The Seven Third Summits are the third-highest mountains of each of the seven continents. All of these mountain peaks are separate peaks rather than a sub-peak of the continents' high point. Christian Stangl from Austria became the first person to reach the summit of all seven third summit mountains after climbing Puncak Mandala and Puncak Trikora. He did this as a part of his "Triple Seven Summits" project, the three highest peaks of every continent. Because of glacial melting and the disagreement over exactly which three peaks are the tallest in the Australian continent, Stangl also climbed several additional candidate peaks including Sumantri (4870 m), Ngga Pulu (4862 m), and Mount Twynam (2195 m).

==Definitions==
The definition of continent is a matter of some dispute among mountaineers seeking to complete this challenge.

The main ridge of the Greater Caucasus range is generally considered to form the boundary between Asia and Europe. In that case, Mount Elbrus (5642 m) and Dykh-Tau (5205 m), are the two highest mountains in Europe. Excluding the Caucasus Mountains, Mont Blanc (4808 m) and Monte Rosa (4634 m) would be Europe's two highest mountains.
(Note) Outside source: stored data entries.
//! The manager task: admits poller emissions, hands chunk fetches to the
//! pool, collects results and dispatches complete blocks to the receipt
//! handler strictly in height order.

use super::chunk_pool::ChunkPool;
use super::messages::{PollerEvent, ReadyBlock, ReportReceiver, WorkerReport};
use super::reorder::{ChunkDisposition, NextStep, ProcessingState};
use crate::ledger::BlockHeight;
use crate::runtime::error::{IndexerError, PipelineStage};
use crate::runtime::fatal::FatalErrorHandler;
use crate::runtime::progress::ProgressTracker;
use crate::runtime::telemetry::{Telemetry, TelemetrySnapshot};
use anyhow::{anyhow, Result};
use futures::future::join_all;
use std::sync::Arc;
use std::time::Duration;
use tokio::sync::mpsc;
use tokio::task::JoinHandle;
use tokio::time::{timeout_at, Instant};
use tokio_util::sync::CancellationToken;

/// Summary returned once the pipeline has fully stopped.
#[derive(Debug, Clone, Copy, PartialEq, Eq)]
pub struct ShutdownReport {
    /// Highest height whose events were all emitted, if any.
    pub last_confirmed: Option<BlockHeight>,
    pub telemetry: TelemetrySnapshot,
}

pub(crate) struct Manager {
    state: ProcessingState,
    max_in_flight: usize,
    pool: ChunkPool,
    poller: mpsc::Receiver<PollerEvent>,
    reports: ReportReceiver,
    handler: mpsc::Sender<ReadyBlock>,
    handler_busy: bool,
    admitting: bool,
    tasks: Vec<(&'static str, JoinHandle<()>)>,
    progress: Arc<ProgressTracker>,
    telemetry: Arc<Telemetry>,
    fatal_handler: Arc<FatalErrorHandler>,
    shutdown: CancellationToken,
    join_timeout: Duration,
}

pub(crate) struct ManagerParams {
    pub watermark: BlockHeight,
    pub max_in_flight: usize,
    pub pool: ChunkPool,
    pub poller: mpsc::Receiver<PollerEvent>,
    pub reports: ReportReceiver,
    pub handler: mpsc::Sender<ReadyBlock>,
    pub tasks: Vec<(&'static str, JoinHandle<()>)>,
    pub progress: Arc<ProgressTracker>,
    pub telemetry: Arc<Telemetry>,
    pub fatal_handler: Arc<FatalErrorHandler>,
    pub shutdown: CancellationToken,
    pub join_timeout: Duration,
}

impl Manager {
    pub(crate) fn new(params: ManagerParams) -> Self {
        Self {
            state: ProcessingState::new(params.watermark),
            max_in_flight: params.max_in_flight.max(1),
            pool: params.pool,
            poller: params.poller,
            reports: params.reports,
            handler: params.handler,
            handler_busy: false,
            admitting: true,
            tasks: params.tasks,
            progress: params.progress,
            telemetry: params.telemetry,
            fatal_handler: params.fatal_handler,
            shutdown: params.shutdown,
            join_timeout: params.join_timeout,
        }
    }

    /// Drives the pipeline until cancellation or the first fatal error, then
    /// stops every task it owns.
    #[tracing::instrument(name = "manager", skip_all, fields(watermark = self.state.watermark()))]
    pub(crate) async fn run(mut self) -> Result<ShutdownReport> {
        if let Err(err) = self.drive().await {
            self.fatal_handler.trigger(err);
        }

        self.stop_tasks().await;

        let last_confirmed = self.progress.last_confirmed();
        if let Some(err) = self.fatal_handler.error() {
            let resume = last_confirmed.map_or_else(|| "none".to_string(), |h| h.to_string());
            return Err(err.context(format!(
                "indexer halted; last confirmed height {resume}"
            )));
        }

        tracing::info!(?last_confirmed, "pipeline stopped");
        Ok(ShutdownReport {
            last_confirmed,
            telemetry: self.telemetry.snapshot(),
        })
    }

    async fn drive(&mut self) -> Result<(), IndexerError> {
        loop {
            self.advance()?;

            let can_admit = self.admitting && self.state.in_flight() < self.max_in_flight;
            tokio::select! {
                biased;
                _ = self.shutdown.cancelled() => {
                    tracing::info!(
                        watermark = self.state.watermark(),
                        in_flight = self.state.in_flight(),
                        "shutdown requested"
                    );
                    return Ok(());
                }
                report = self.reports.recv() => match report {
                    Some(report) => self.on_report(report)?,
                    None => {
                        return Err(IndexerError::new(
                            PipelineStage::Dispatch,
                            "pipeline",
                            anyhow!("every pipeline task exited"),
                        ));
                    }
                },
                event = self.poller.recv(), if can_admit => match event {
                    Some(event) => self.admit(event)?,
                    None => {
                        self.admitting = false;
                        if !self.shutdown.is_cancelled() {
                            return Err(IndexerError::new(
                                PipelineStage::Poll,
                                "block poller",
                                anyhow!("block poller stopped unexpectedly"),
                            ));
                        }
                    }
                },
            }
        }
    }

    /// Completes skipped heights and dispatches the lowest ready block, if the
    /// handler is free.
    fn advance(&mut self) -> Result<(), IndexerError> {
        loop {
            match self.state.next_step() {
                NextStep::Wait => return Ok(()),
                NextStep::CompleteSkipped(height) => {
                    self.state
                        .complete(height)
                        .map_err(|err| ordering_error(height, err))?;
                    self.confirm(height);
                    tracing::debug!(height, "skipped height confirmed");
                }
                NextStep::Dispatch(ready) => {
                    let height = ready.header.height;
                    let chunks = ready.chunks.len();
                    self.handler.try_send(ready).map_err(|err| {
                        IndexerError::new(
                            PipelineStage::Dispatch,
                            format!("block {height}"),
                            anyhow!("receipt handler unavailable: {err}"),
                        )
                    })?;
                    self.handler_busy = true;
                    tracing::debug!(height, chunks, "block dispatched to receipt handler");
                    return Ok(());
                }
            }
        }
    }

    fn admit(&mut self, event: PollerEvent) -> Result<(), IndexerError> {
        let height = event.height();
        let skipped = matches!(event, PollerEvent::Skipped(_));
        let requests = self.state.admit(event).map_err(|err| {
            IndexerError::new(PipelineStage::Poll, format!("block {height}"), err)
        })?;

        self.telemetry.record_block_admitted(self.state.in_flight());
        if skipped {
            self.telemetry.record_skipped_height();
            tracing::warn!(height, "ledger has no block at height; skipping");
            return Ok(());
        }

        tracing::debug!(height, chunks = requests.len(), "block admitted");
        for request in requests {
            if !self.pool.submit(request) {
                return Err(IndexerError::new(
                    PipelineStage::ChunkFetch,
                    format!("block {height}"),
                    anyhow!("chunk worker pool is closed"),
                ));
            }
        }
        Ok(())
    }

    fn on_report(&mut self, report: WorkerReport) -> Result<(), IndexerError> {
        match report {
            WorkerReport::ChunkFetched {
                height,
                index,
                chunk,
            } => match self.state.record_chunk(height, index, chunk) {
                ChunkDisposition::Accepted { block_ready } => {
                    if block_ready {
                        tracing::trace!(height, "all chunks resolved");
                    }
                }
                ChunkDisposition::Duplicate => {
                    tracing::warn!(height, index, "dropping duplicate chunk result");
                }
                ChunkDisposition::Unknown => {
                    tracing::warn!(height, index, "dropping chunk result for unknown block");
                }
            },
            WorkerReport::BlockHandled(height) => {
                if !self.handler_busy {
                    return Err(ordering_error(
                        height,
                        anyhow!("handler reported a block that was never dispatched"),
                    ));
                }
                self.state
                    .complete(height)
                    .map_err(|err| ordering_error(height, err))?;
                self.handler_busy = false;
                self.confirm(height);
                tracing::debug!(height, "block confirmed");
            }
            WorkerReport::Failed(err) => return Err(err),
        }
        Ok(())
    }

    fn confirm(&self, height: BlockHeight) {
        self.progress.mark_confirmed(height);
        self.telemetry.record_block_completed();
    }

    async fn stop_tasks(&mut self) {
        self.admitting = false;
        self.shutdown.cancel();

        let mut handles: Vec<(String, JoinHandle<()>)> = self
            .pool
            .shutdown()
            .into_iter()
            .enumerate()
            .map(|(id, handle)| (format!("chunk worker {id}"), handle))
            .collect();
        handles.extend(
            self.tasks
                .drain(..)
                .map(|(name, handle)| (name.to_string(), handle)),
        );

        let deadline = Instant::now() + self.join_timeout;
        join_all(handles.into_iter().map(|(name, mut handle)| async move {
            match timeout_at(deadline, &mut handle).await {
                Ok(Ok(())) => {}
                Ok(Err(err)) => {
                    tracing::warn!(task = %name, error = %err, "pipeline task ended abnormally");
                }
                Err(_) => {
                    tracing::warn!(task = %name, "pipeline task did not stop in time; aborting");
                    handle.abort();
                }
            }
        }))
        .await;
    }
}

fn ordering_error(height: BlockHeight, err: anyhow::Error) -> IndexerError {
    IndexerError::new(PipelineStage::Dispatch, format!("block {height}"), err)
}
The Australian continent is defined as comprising the mainland of Australia and proximate islands on the same continental shelf, including Tasmania and New Guinea. In the convention of the seven continents, one of the continents is the region of Australasia, which includes for example the mountainous islands of New Zealand. For both the geological and conventional continent, New Guinea's Puncak Jaya / Carstensz Pyramid (4884 m) and Puncak Mandala (4760 m) are the two highest summits. When considering a continent as a continuous landmass surrounded by oceans, mainland Australia would be its own continent, with Mount Kosciuszko (2228 m) and Mount Townsend (2209 m) as its two highest summits.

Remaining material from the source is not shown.